Tuesday, September 6, 2011

Week 2 Quotes

"When I asked a group of fifth grade boys who Thurgood Marshall was and what he did to have a school named after him, most of the boys had no idea at all." (Kozol 23)

This quote seems to speak to a real disconnect between what should be taught and what is actually taught. First of all, I wonder why the students are not taught about Thurgood Marshall. Do teachers simply stick to a bad curriculum year after year that does not cover his contributions? Or is there a more deceptive reasoning behind this - namely that learning about his contributions would highlight the poor conditions of the school - as if they aren't already aware of the inherent unfairness. I don't think the intent of the administrators is sinister in any way, but it may be simply misguided good intentions. Whatever the reasoning, the students are being done a great disservice. Even disregarding race, it strikes me as a very targetted glossing over of history and a very poor educational practice. Even if knowing Thurgood Marshall's contributions would make students aware of the unfair conditions, it is something that should be taught, for the first step to solving any problem is awareness of the problem.

"One of the reasons for these incantations in the schools that serve black and Hispanic children is what is believed to be the children's loss of willingness 'to try,' their failure to believe they have the same abilities as do white children in more privileged communities." (Kozol 35)

I feel that the issue touched upon here is one of the central issues to understanding racial tensions in this country, and a point that many even on the liberal left do not quite understand. I myself have argued with my father over this, who can hold very old-fashioned views. From my experiences in schools, it's true that the non-white students often do not try as hard or can often be troublemakers. But their unwillingness to try should not be blamed on their personal choices. They live within a system that keeps them down, treats them as inferior. That these students are expected to rise above this is absurd. When placed within a harsh system and presented with hardship after hardship, it should come as no surprise that the children lose faith in their own abilities or even develop a bitterness. To act in such a way is basic human nature regardless of race. As a future teacher, I will need to accept that many minority students may enter the classroom already feeling bitter or experiencing a loss of faith in their own abilities. It will be my job to ask myself how I can begin to reverse such a degredation of self-confidence.

"'I don't bear any guilt for knowing how to write a grant,' he said, a statement that undoubtedly made sense to some but skirted the entire issue of endemic underbudgeting of public schools attended by children of poor people who did not enjoy his money-raising skills or possible connections to grant makers." (Kozol 49)
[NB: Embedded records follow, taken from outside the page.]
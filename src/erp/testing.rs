//! In-memory backend used by unit tests.

use std::sync::Mutex;
use std::time::Duration;

use super::client::ProductionApi;
use super::error::ErpError;
use crate::print::PrintArtifact;
use crate::production::{JobCard, NewJobCard, Stage};

#[derive(Debug, Clone, PartialEq)]
pub enum Call {
    List(Option<Stage>),
    Advance(i64, Stage),
    PrintData(String),
    Create(NewJobCard),
}

#[derive(Default)]
pub struct FakeProduction {
    pub cards: Mutex<Vec<JobCard>>,
    pub artifacts: Vec<PrintArtifact>,
    pub calls: Mutex<Vec<Call>>,
    /// Every call fails with a 503 while set.
    pub unavailable: bool,
    /// Only listings fail with a 503 while set.
    pub listing_unavailable: bool,
    /// Simulated round-trip time.
    pub latency: Option<Duration>,
}

impl FakeProduction {
    pub fn with_cards(cards: Vec<JobCard>) -> Self {
        Self {
            cards: Mutex::new(cards),
            ..Default::default()
        }
    }

    pub fn calls(&self) -> Vec<Call> {
        self.calls.lock().unwrap().clone()
    }

    async fn enter(&self, call: Call) -> Result<(), ErpError> {
        self.calls.lock().unwrap().push(call);
        if let Some(latency) = self.latency {
            tokio::time::sleep(latency).await;
        }
        if self.unavailable {
            return Err(ErpError::Service {
                status: 503,
                message: "backend unavailable".into(),
            });
        }
        Ok(())
    }
}

impl ProductionApi for FakeProduction {
    async fn list_job_cards(&self, stage: Option<Stage>) -> Result<Vec<JobCard>, ErpError> {
        self.enter(Call::List(stage)).await?;
        if self.listing_unavailable {
            return Err(ErpError::Service {
                status: 503,
                message: "list down".into(),
            });
        }
        let cards = self.cards.lock().unwrap();
        Ok(cards
            .iter()
            .filter(|c| stage.is_none_or(|s| c.current_stage == s))
            .cloned()
            .collect())
    }

    async fn advance_job_card_stage(
        &self,
        job_card_id: i64,
        new_stage: Stage,
    ) -> Result<JobCard, ErpError> {
        self.enter(Call::Advance(job_card_id, new_stage)).await?;
        let mut cards = self.cards.lock().unwrap();
        let card = cards
            .iter_mut()
            .find(|c| c.id == job_card_id)
            .ok_or_else(|| ErpError::NotFound(format!("job card {job_card_id}")))?;
        card.current_stage = new_stage;
        Ok(card.clone())
    }

    async fn get_print_data(&self, job_card_number: &str) -> Result<PrintArtifact, ErpError> {
        self.enter(Call::PrintData(job_card_number.to_string()))
            .await?;
        self.artifacts
            .iter()
            .find(|a| a.job_card_number == job_card_number)
            .cloned()
            .ok_or_else(|| ErpError::NotFound("Job card not found".into()))
    }

    async fn create_job_card(&self, spec: &NewJobCard) -> Result<JobCard, ErpError> {
        self.enter(Call::Create(spec.clone())).await?;
        let mut cards = self.cards.lock().unwrap();
        let id = cards.len() as i64 + 1;
        let card = JobCard {
            id,
            job_card_number: format!("JC-2026-{id:04}"),
            glass_type: spec.glass_type.clone(),
            thickness: spec.thickness,
            width: spec.width,
            height: spec.height,
            quantity: spec.quantity,
            priority: spec.priority,
            current_stage: Stage::Pending,
            created_at: chrono::Utc::now(),
            order_id: spec.order_id,
        };
        cards.push(card.clone());
        Ok(card)
    }
}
The context in which Kozol placed this makes the PTA leader seem very uncaring of the larger societal issue, and perhaps he is, though I am unable to judge based on one quote. But he touches upon an issue I feel the need to address, namely the issue of guilt. I do not disagree that society favors whites over non-whites, but the solution should not and cannot involve making people feel guilty for whether or not they are privileged. This feeling becomes more apparent reading any of Tim Wise's articles. I do not disagree with anything he says, but I walk away from it feeling guilty simply for being white. And a feeling like that is not, in any sense, constructive. In the case of public school grants, administrators of predominantly white schools should not feel guilty for wanting more funding for their students. After all, they just want what's best for their students, and that cannot in any sense be a bad thing. The guilt, to me at least, should fall on the grant foundations and policy makers who should be able to look at the history of grants they write and see a clear disregard for funding segregated schools. But the blame for this cannot be placed squarely on the parents and administrators, be ause they have little influence on the larger system.